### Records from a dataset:

....

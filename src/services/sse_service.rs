use std::{convert::Infallible, time::Duration};

use axum::response::sse::{Event, KeepAlive, Sse};
use futures::Stream;
use tokio::sync::{
    broadcast::{self, error::RecvError},
    mpsc,
};
use tokio_stream::wrappers::ReceiverStream;
use tracing::{debug, info, warn};
use uuid::Uuid;

use crate::{
    dto::{sse::TimerStreamEvent, timer::TimerSnapshot},
    error::ServiceError,
    services::timer_service,
    state::SharedState,
};

const FORWARD_BUFFER: usize = 8;
const KEEP_ALIVE_INTERVAL: Duration = Duration::from_secs(15);

/// Subscribe to an event's timer stream and read the current snapshot, in that order, so no
/// transition between the two is lost.
pub async fn subscribe_timer(
    state: &SharedState,
    event_id: Uuid,
) -> Result<(TimerSnapshot, broadcast::Receiver<TimerStreamEvent>), ServiceError> {
    let authority = state
        .authority(event_id)
        .await
        .ok_or_else(|| ServiceError::NotFound(format!("event `{event_id}` not found")))?;
    let receiver = authority.hub().subscribe();
    let snapshot = timer_service::fetch_timer(state, event_id).await?;
    Ok((snapshot, receiver))
}

/// Turn a subscription into an SSE response. The current snapshot goes out first; the forwarder
/// task ends once the client disconnects.
pub fn to_sse_stream(
    event_id: Uuid,
    initial: TimerSnapshot,
    mut receiver: broadcast::Receiver<TimerStreamEvent>,
) -> Sse<impl Stream<Item = Result<Event, Infallible>>> {
    let (tx, rx) = mpsc::channel::<Result<Event, Infallible>>(FORWARD_BUFFER);

    tokio::spawn(async move {
        let mut next = Some(TimerStreamEvent::Updated(initial));
        loop {
            let item = match next.take() {
                Some(item) => item,
                None => tokio::select! {
                    _ = tx.closed() => break,
                    received = receiver.recv() => match received {
                        Ok(item) => item,
                        Err(RecvError::Closed) => break,
                        Err(RecvError::Lagged(skipped)) => {
                            // Snapshots supersede each other; the next one resynchronises the client.
                            debug!(%event_id, skipped, "timer stream subscriber lagged");
                            continue;
                        }
                    },
                },
            };

            let Some(event) = to_event(event_id, &item) else {
                continue;
            };
            if tx.send(Ok(event)).await.is_err() {
                break;
            }
        }

        info!(%event_id, "timer SSE stream disconnected");
    });

    Sse::new(ReceiverStream::new(rx)).keep_alive(
        KeepAlive::new()
            .interval(KEEP_ALIVE_INTERVAL)
            .text("keep-alive"),
    )
}

fn to_event(event_id: Uuid, item: &TimerStreamEvent) -> Option<Event> {
    match item.data() {
        Ok(data) => Some(Event::default().event(item.name()).data(data)),
        Err(err) => {
            warn!(%event_id, event = item.name(), error = %err, "failed to serialize timer stream payload");
            None
        }
    }
}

....

Please repeat the records so that each one reads exactly as it does above.

### Answer space:
filename src/services/sse_service.rs
use std::{convert::Infallible, time::Duration};

use axum::response::sse::{Event, KeepAlive, Sse};
use futures::Stream;
use tokio::sync::{
    broadcast::{self, error::RecvError},
    mpsc,
};
use tokio_stream::wrappers::ReceiverStream;
use tracing::{debug, info, warn};
use uuid::Uuid;

use crate::{
    dto::{sse::TimerStreamEvent, timer::TimerSnapshot},
    error::ServiceError,
    services::timer_service,
    state::SharedState,
};

const FORWARD_BUFFER: usize = 8;
const KEEP_ALIVE_INTERVAL: Duration = Duration::from_secs(15);

/// Subscribe to an event's timer stream and read the current snapshot, in that order, so no
/// transition between the two is lost.
pub async fn subscribe_timer(
    state: &SharedState,
    event_id: Uuid,
) -> Result<(TimerSnapshot, broadcast::Receiver<TimerStreamEvent>), ServiceError> {
    let authority = state
        .authority(event_id)
        .await
        .ok_or_else(|| ServiceError::NotFound(format!("event `{event_id}` not found")))?;
    let receiver = authority.hub().subscribe();
    let snapshot = timer_service::fetch_timer(state, event_id).await?;
    Ok((snapshot, receiver))
}

/// Turn a subscription into an SSE response. The current snapshot goes out first; the forwarder
/// task ends once the client disconnects.
pub fn to_sse_stream(
    event_id: Uuid,
    initial: TimerSnapshot,
    mut receiver: broadcast::Receiver<TimerStreamEvent>,
) -> Sse<impl Stream<Item = Result<Event, Infallible>>> {
    let (tx, rx) = mpsc::channel::<Result<Event, Infallible>>(FORWARD_BUFFER);

    tokio::spawn(async move {
        let mut next = Some(TimerStreamEvent::Updated(initial));
        loop {
            let item = match next.take() {
                Some(item) => item,
                None => tokio::select! {
                    _ = tx.closed() => break,
                    received = receiver.recv() => match received {
                        Ok(item) => item,
                        Err(RecvError::Closed) => break,
                        Err(RecvError::Lagged(skipped)) => {
                            // Snapshots supersede each other; the next one resynchronises the client.
                            debug!(%event_id, skipped, "timer stream subscriber lagged");
                            continue;
                        }
                    },
                },
            };

            let Some(event) = to_event(event_id, &item) else {
                continue;
            };
            if tx.send(Ok(event)).await.is_err() {
                break;
            }
        }

        info!(%event_id, "timer SSE stream disconnected");
    });

    Sse::new(ReceiverStream::new(rx)).keep_alive(
        KeepAlive::new()
            .interval(KEEP_ALIVE_INTERVAL)
            .text("keep-alive"),
    )
}

fn to_event(event_id: Uuid, item: &TimerStreamEvent) -> Option<Event> {
    match item.data() {
        Ok(data) => Some(Event::default().event(item.name()).data(data)),
        Err(err) => {
            warn!(%event_id, event = item.name(), error = %err, "failed to serialize timer stream payload");
            None
        }
    }
}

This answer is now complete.